__Problem details__.
Output must match the data below exactly from its first line through the line that contains "const COEF_B: u32 = 29;", with no other line.

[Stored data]
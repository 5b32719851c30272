//! Reduce captured frames to 8-bit luma.
//!
//! Integer BT.601 weights: Y = (76*R + 150*G + 29*B) >> 8. Rows are converted
//! in parallel with rayon; every entry point writes into a caller-owned buffer
//! so the decoder's working memory is reused across frames.

use image::ImageFormat;
use rayon::prelude::*;

use crate::error::FrameError;
use crate::models::{Frame, PixelFormat};

const COEF_R: u32 = 76;
const COEF_G: u32 = 150;
const COEF_B: u32 = 29;

#[inline]
fn luma(r: u8, g: u8, b: u8) -> u8 {
    let lum = (COEF_R * r as u32 + COEF_G * g as u32 + COEF_B * b as u32) >> 8;
    lum.min(255) as u8
}

/// Expand one big-endian RGB565 pixel to luma
#[inline]
fn rgb565_luma(hi: u8, lo: u8) -> u8 {
    let r5 = hi >> 3;
    let g6 = ((hi & 0x07) << 3) | (lo >> 5);
    let b5 = lo & 0x1F;
    luma((r5 << 3) | (r5 >> 2), (g6 << 2) | (g6 >> 4), (b5 << 3) | (b5 >> 2))
}

/// Convert `frame` into `out`, which must hold exactly `width * height` bytes.
pub fn convert_into(frame: &Frame, out: &mut [u8]) -> Result<(), FrameError> {
    let expected = frame.pixel_count();
    if out.len() != expected {
        return Err(FrameError::LoadSizeMismatch {
            expected,
            actual: out.len(),
        });
    }

    let width = frame.width();
    let src = frame.buffer();
    match frame.pixel_format() {
        PixelFormat::Grayscale => out.copy_from_slice(&src[..expected]),
        PixelFormat::Rgb888 => rgb_to_grayscale_into(src, width, out),
        PixelFormat::Rgb565 => rgb565_to_grayscale_into(src, width, out),
        PixelFormat::Yuv422 => yuyv_to_grayscale_into(src, width, out),
        PixelFormat::Jpeg => jpeg_to_grayscale_into(src, width, frame.height(), out)?,
    }
    Ok(())
}

/// Packed R G B rows to luma
pub fn rgb_to_grayscale_into(rgb: &[u8], width: usize, out: &mut [u8]) {
    out.par_chunks_mut(width).enumerate().for_each(|(y, row)| {
        let src = &rgb[y * width * 3..(y + 1) * width * 3];
        for (dst, px) in row.iter_mut().zip(src.chunks_exact(3)) {
            *dst = luma(px[0], px[1], px[2]);
        }
    });
}

/// Big-endian RGB565 rows to luma
pub fn rgb565_to_grayscale_into(rgb565: &[u8], width: usize, out: &mut [u8]) {
    out.par_chunks_mut(width).enumerate().for_each(|(y, row)| {
        let src = &rgb565[y * width * 2..(y + 1) * width * 2];
        for (dst, px) in row.iter_mut().zip(src.chunks_exact(2)) {
            *dst = rgb565_luma(px[0], px[1]);
        }
    });
}

/// YUYV rows to luma; the Y samples are simply picked out
pub fn yuyv_to_grayscale_into(yuyv: &[u8], width: usize, out: &mut [u8]) {
    out.par_chunks_mut(width).enumerate().for_each(|(y, row)| {
        let src = &yuyv[y * width * 2..(y + 1) * width * 2];
        for (dst, px) in row.iter_mut().zip(src.chunks_exact(2)) {
            *dst = px[0];
        }
    });
}

fn jpeg_to_grayscale_into(
    data: &[u8],
    width: usize,
    height: usize,
    out: &mut [u8],
) -> Result<(), FrameError> {
    let decoded = image::load_from_memory_with_format(data, ImageFormat::Jpeg)
        .map_err(|e| FrameError::Compressed(e.to_string()))?
        .to_luma8();
    let (actual_width, actual_height) = (decoded.width() as usize, decoded.height() as usize);
    if actual_width != width || actual_height != height {
        return Err(FrameError::GeometryMismatch {
            width,
            height,
            actual_width,
            actual_height,
        });
    }
    out.copy_from_slice(decoded.as_raw());
    Ok(())
}

#[cfg(test)]
mod tests {
    use super::*;

    #[test]
    fn test_rgb_to_grayscale() {
        let rgb = vec![255, 255, 255, 0, 0, 0, 255, 0, 0, 0, 255, 0];
        let mut gray = vec![0u8; 4];
        rgb_to_grayscale_into(&rgb, 2, &mut gray);
        assert!(gray[0] >= 254);
        assert_eq!(gray[1], 0);
        assert!(gray[2] > 0 && gray[2] < 255);
        assert!(gray[3] > 100);
    }

    #[test]
    fn test_rgb565_extremes() {
        assert!(rgb565_luma(0xFF, 0xFF) >= 254);
        assert_eq!(rgb565_luma(0x00, 0x00), 0);
        // pure green carries the most weight
        assert!(rgb565_luma(0x07, 0xE0) > rgb565_luma(0xF8, 0x00));
    }

    #[test]
    fn test_yuyv_picks_luma() {
        let frame = Frame::new(2, 1, PixelFormat::Yuv422, vec![10, 128, 200, 128]).unwrap();
        let mut gray = vec![0u8; 2];
        convert_into(&frame, &mut gray).unwrap();
        assert_eq!(gray, vec![10, 200]);
    }

    #[test]
    fn test_grayscale_ignores_trailing_bytes() {
        let frame = Frame::grayscale(2, 2, vec![1, 2, 3, 4, 99, 99]).unwrap();
        let mut gray = vec![0u8; 4];
        convert_into(&frame, &mut gray).unwrap();
        assert_eq!(gray, vec![1, 2, 3, 4]);
    }

    #[test]
    fn test_size_mismatch() {
        let frame = Frame::grayscale(2, 2, vec![0; 4]).unwrap();
        let mut gray = vec![0u8; 3];
        assert_eq!(
            convert_into(&frame, &mut gray),
            Err(FrameError::LoadSizeMismatch {
                expected: 4,
                actual: 3
            })
        );
    }

    #[test]
    fn test_jpeg_roundtrip_geometry() {
        let img = image::GrayImage::from_pixel(8, 8, image::Luma([200]));
        let mut bytes = Vec::new();
        image::DynamicImage::ImageLuma8(img)
            .write_to(&mut std::io::Cursor::new(&mut bytes), ImageFormat::Jpeg)
            .unwrap();

        let frame = Frame::new(8, 8, PixelFormat::Jpeg, bytes.clone()).unwrap();
        let mut gray = vec![0u8; 64];
        convert_into(&frame, &mut gray).unwrap();
        assert!(gray.iter().all(|&v| (190..=210).contains(&v)));

        let wrong = Frame::new(4, 16, PixelFormat::Jpeg, bytes).unwrap();
        assert!(matches!(
            convert_into(&wrong, &mut gray),
            Err(FrameError::GeometryMismatch { .. })
        ));
    }

    #[test]
    fn test_garbage_jpeg() {
        let frame = Frame::new(2, 2, PixelFormat::Jpeg, vec![1, 2, 3]).unwrap();
        let mut gray = vec![0u8; 4];
        assert!(matches!(
            convert_into(&frame, &mut gray),
            Err(FrameError::Compressed(_))
        ));
    }
}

__Response area__.
repository 5b32719851c30272
//! Reduce captured frames to 8-bit luma.
//!
//! Integer BT.601 weights: Y = (76*R + 150*G + 29*B) >> 8. Rows are converted
//! in parallel with rayon; every entry point writes into a caller-owned buffer
//! so the decoder's working memory is reused across frames.

use image::ImageFormat;
use rayon::prelude::*;

use crate::error::FrameError;
use crate::models::{Frame, PixelFormat};

const COEF_R: u32 = 76;
const COEF_G: u32 = 150;
const COEF_B: u32 = 29;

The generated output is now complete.